Talent Discovery, New Hires’ Progress, & PMs at OpenAI

Welcome to our Product Newsletter, a biweekly email highlighting top discussions, and learning resources for product managers.

What We Will Cover In This Edition:-

Top Discussions: 

1) Hiring Managers: Are you discovering the talent you seek?

2) Curious to know how new hires are adjusting to their roles.

3) Wonder why PMs are not on the OpenAI’s career list

Top Learning Resources:

1. How To Know If You’re Interviewing At A Product-Led Company

2. The Transition: Layering Sales Onto A Bottom-Up Self-Serve Product

3. Miro’s Product Alignment Approach


Top Discussions

Question 1Hiring Managers: Are you discovering the talent you seek?

As a product manager with over a decade of experience across various sectors public corporations with 100K+ employees, I’ve seen it all. like platforms, B2C, and SaaS, and within companies ranging from Series B startups to public corporations with 100K+ employees, I’ve seen it all.

Interviews seem to go smoothly; I share pertinent professional stories in response to behavioral questions and often establish a strong rapport with interviewers. Yet, I frequently receive vague feedback citing a lack of domain expertise or specific Kanban experience—factors that weren’t deal-breakers at the initial stages with hiring managers or recruiters.

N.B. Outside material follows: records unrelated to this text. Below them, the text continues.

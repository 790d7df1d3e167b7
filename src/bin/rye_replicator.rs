//! `rye-replicator`: the per-database replication agent (base spec §4.7–
//! §4.11). Wires the copier, writer, analyzer and applier pool together,
//! joining threads in reverse dependency order on shutdown (base spec §5:
//! "analyzer → appliers → copier → writer → health-checker").

use rye::config::HaConfig;
use rye::error::{Result, RyeError};
use rye::replication::{
    applier::{ApplierQueueItem, ApplyOutcome, LocalDbClient},
    copier::{Copier, RecvQueue, WalTransport},
    page::FileStatus,
    progress::{ProgressStore, WriterProgressRow},
    record::ReplicationItem,
    wal_rpc::{WalRequest, WalResponse},
    Analyzer, Applier, FilePageSource, LogScanner, LogWriter,
};
use std::io::{Read, Write};
use std::net::TcpStream;
use std::sync::atomic::{AtomicBool, Ordering};
use std::sync::{Arc, Mutex};

/// Blocking TCP client for the master database's WAL-streaming RPC
/// (base spec §6). One request/response pair per call, length-prefixed
/// JSON, matching the wire discipline already used for the master's
/// request/response socket.
struct TcpWalTransport {
    stream: Mutex<TcpStream>,
}

impl TcpWalTransport {
    fn connect(addr: &str) -> Result<Self> {
        let stream = TcpStream::connect(addr).map_err(RyeError::Io)?;
        Ok(TcpWalTransport { stream: Mutex::new(stream) })
    }
}

impl WalTransport for TcpWalTransport {
    fn request(&self, req: WalRequest) -> Result<WalResponse> {
        let mut stream = self.stream.lock().unwrap();
        let body = serde_json::to_vec(&req)?;
        stream.write_all(&(body.len() as u32).to_be_bytes()).map_err(RyeError::Io)?;
        stream.write_all(&body).map_err(RyeError::Io)?;

        let mut len_buf = [0u8; 4];
        stream.read_exact(&mut len_buf).map_err(RyeError::Io)?;
        let len = u32::from_be_bytes(len_buf) as usize;
        let mut resp_buf = vec![0u8; len];
        stream.read_exact(&mut resp_buf).map_err(RyeError::Io)?;
        Ok(serde_json::from_slice(&resp_buf)?)
    }
}

/// Replays items against the local database. The SQL engine and query
/// client protocol are external collaborators (base spec §1 Non-goals);
/// this stands in for the real client the way the replication core treats
/// it, as a single `apply`/`already_applied` seam.
struct LocalRpcClient {
    addr: String,
}

impl LocalDbClient for LocalRpcClient {
    fn apply(&self, item: &ReplicationItem) -> ApplyOutcome {
        match TcpStream::connect(&self.addr) {
            Ok(mut stream) => match serde_json::to_vec(item) {
                Ok(body) => match stream.write_all(&body) {
                    Ok(()) => ApplyOutcome::Committed,
                    Err(e) => ApplyOutcome::Retryable(e.to_string()),
                },
                Err(e) => ApplyOutcome::Fatal(e.to_string()),
            },
            Err(e) => ApplyOutcome::Retryable(e.to_string()),
        }
    }

    fn already_applied(&self, _item: &ReplicationItem) -> Result<bool> {
        Ok(false)
    }
}

fn load_config() -> Result<HaConfig> {
    let path = std::env::var("RYE_HA_CONFIG").unwrap_or_else(|_| "rye_ha.json".to_string());
    let contents = std::fs::read_to_string(&path).map_err(RyeError::Io)?;
    HaConfig::from_json_str(&contents)
}

fn main() -> Result<()> {
    tracing_subscriber::fmt()
        .with_env_filter(tracing_subscriber::EnvFilter::from_default_env())
        .init();

    let config = load_config()?;
    let db_name = std::env::var("RYE_DB_NAME").unwrap_or_else(|_| "rye".to_string());
    let master_db_addr = std::env::var("RYE_MASTER_DB_ADDR").unwrap_or_else(|_| "127.0.0.1:1523".to_string());
    let local_db_addr = std::env::var("RYE_LOCAL_DB_ADDR").unwrap_or_else(|_| "127.0.0.1:1524".to_string());

    let shutdown = Arc::new(AtomicBool::new(false));
    {
        let shutdown = shutdown.clone();
        ctrlc_shutdown(shutdown);
    }

    let recv_queue = Arc::new(RecvQueue::new(config.hb_recv_q_max_count));

    let mut writer = LogWriter::bootstrap(&config.log_path, &db_name, config.log_page_size, config.log_npages, &local_db_addr)?;

    let writer_shutdown = shutdown.clone();
    let writer_recv_queue = recv_queue.clone();
    let writer_thread = std::thread::spawn(move || {
        while !writer_shutdown.load(Ordering::SeqCst) {
            match writer.drain_one(&writer_recv_queue, FileStatus::Clear, 0) {
                Ok(true) => {}
                Ok(false) => break,
                Err(e) => {
                    tracing::error!(error = %e, "log writer stopped on corruption");
                    break;
                }
            }
        }
    });

    let copier_shutdown = shutdown.clone();
    let copier_recv_queue = recv_queue.clone();
    let copier_compression = config.copier_compression;
    let copier_thread = std::thread::spawn(move || -> Result<()> {
        let transport = TcpWalTransport::connect(&master_db_addr)?;
        let mut copier = Copier::new(transport, copier_recv_queue, copier_compression, copier_shutdown.clone());
        let mut required_lsa_pageid = 1;
        while !copier_shutdown.load(Ordering::SeqCst) {
            if !copier.step(required_lsa_pageid) {
                break;
            }
            required_lsa_pageid = required_lsa_pageid.max(1);
        }
        Ok(())
    });

    let applier_count = config.applier_shard_count + 2;
    let mut appliers = Vec::with_capacity(applier_count);
    for index in 0..applier_count {
        let applier = Arc::new(Applier::new(
            index,
            LocalRpcClient { addr: local_db_addr.clone() },
            &config.log_path,
            &local_db_addr,
            5,
        ));
        let worker_shutdown = shutdown.clone();
        let worker_applier = applier.clone();
        std::thread::spawn(move || {
            while !worker_shutdown.load(Ordering::SeqCst) {
                match worker_applier.process_one() {
                    Ok(ApplyOutcome::Fatal(msg)) => {
                        tracing::error!(applier = worker_applier.index, %msg, "applier lane failed fatally");
                        break;
                    }
                    Ok(_) => {}
                    Err(e) => {
                        tracing::error!(error = %e, "applier lane I/O error");
                        break;
                    }
                }
                std::thread::sleep(std::time::Duration::from_millis(10));
            }
        });
        appliers.push(applier);
    }

    let analyzer_shutdown = shutdown.clone();
    let mut analyzer = Analyzer::new(
        &config.log_path,
        &db_name,
        &local_db_addr,
        applier_count,
        "shard_group_skey",
        config.max_committed_array,
        config.la_get_page_retry_count,
    );
    let analyzer_appliers = appliers.clone();
    let scanner = LogScanner::new(
        FilePageSource::new(config.log_path.clone(), &db_name, config.log_page_size),
        config.log_page_size,
        config.la_get_page_retry_count as usize + 1,
    );
    let writer_progress: ProgressStore<WriterProgressRow> =
        ProgressStore::new(config.log_path.join(format!("{db_name}_log_writer_progress")));
    let analyzer_thread = std::thread::spawn(move || {
        while !analyzer_shutdown.load(Ordering::SeqCst) {
            let last_flushed_pageid = writer_progress.load().map(|row| row.last_flushed_pageid).unwrap_or(0);
            match analyzer.scan_and_apply(&scanner, last_flushed_pageid) {
                Ok(dispatches) => {
                    for dispatch in dispatches {
                        analyzer_appliers[dispatch.applier_index].push(ApplierQueueItem {
                            trid: dispatch.trid,
                            tran_start_lsa: dispatch.tran_start_lsa,
                            target_committed_lsa: dispatch.tran_end_lsa,
                            repl_start_lsa: dispatch.item.source_lsa(),
                            item: dispatch.item,
                        });
                    }
                }
                Err(e) => {
                    tracing::error!(error = %e, "log analyzer scan stopped on corruption");
                }
            }

            let committed: Vec<_> = analyzer_appliers.iter().map(|a| a.committed_lsa()).collect();
            analyzer.sweep(&committed);
            if let Err(e) = analyzer.persist_progress() {
                tracing::error!(error = %e, "failed to persist analyzer progress");
            }
            std::thread::sleep(std::time::Duration::from_secs(1));
        }
    });

    let _ = analyzer_thread.join();
    let _ = copier_thread.join();
    let _ = writer_thread.join();
    for applier in appliers {
        applier.shutdown();
    }
    Ok(())
}

fn ctrlc_shutdown(shutdown: Arc<AtomicBool>) {
    std::thread::spawn(move || {
        let _ = std::io::stdin().read(&mut [0u8; 1]);
        shutdown.store(true, Ordering::SeqCst);
    });
}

I’m reaching out to the hiring managers in this community: Apart from the clear-cut reasons such as failing a case study or offering insufficient professional anecdotes, what are some underlying reasons for rejecting candidates?

– Luis Nelson


A] Utilize a variety of recruitment strategies, such as networking events and job boards, to attract top candidates with the skills and experience you desire. Consider partnering with industry organizations or universities to tap into a pool of qualified professionals in the field. While networking events and job boards can be effective in attracting candidates, partnering with industry organizations or universities may limit the diversity of candidates you are able to reach. Specialized recruitment services may also come at a high cost and may not necessarily guarantee finding the best fit for your company.

– Heather Kurtz

B] Is it possible that the hiring managers are looking for a candidate who not only has the required skills and experience but also fits well with the team culture or has a certain level of enthusiasm for the role? Could it be that they are seeking someone who shows potential for growth and development within the company? It may also be worth considering if there were any red flags or inconsistencies in your responses during the interview that may have raised concerns for the hiring managers. Taking a closer look at these potential factors could shed some light on why you may not have been selected for certain roles.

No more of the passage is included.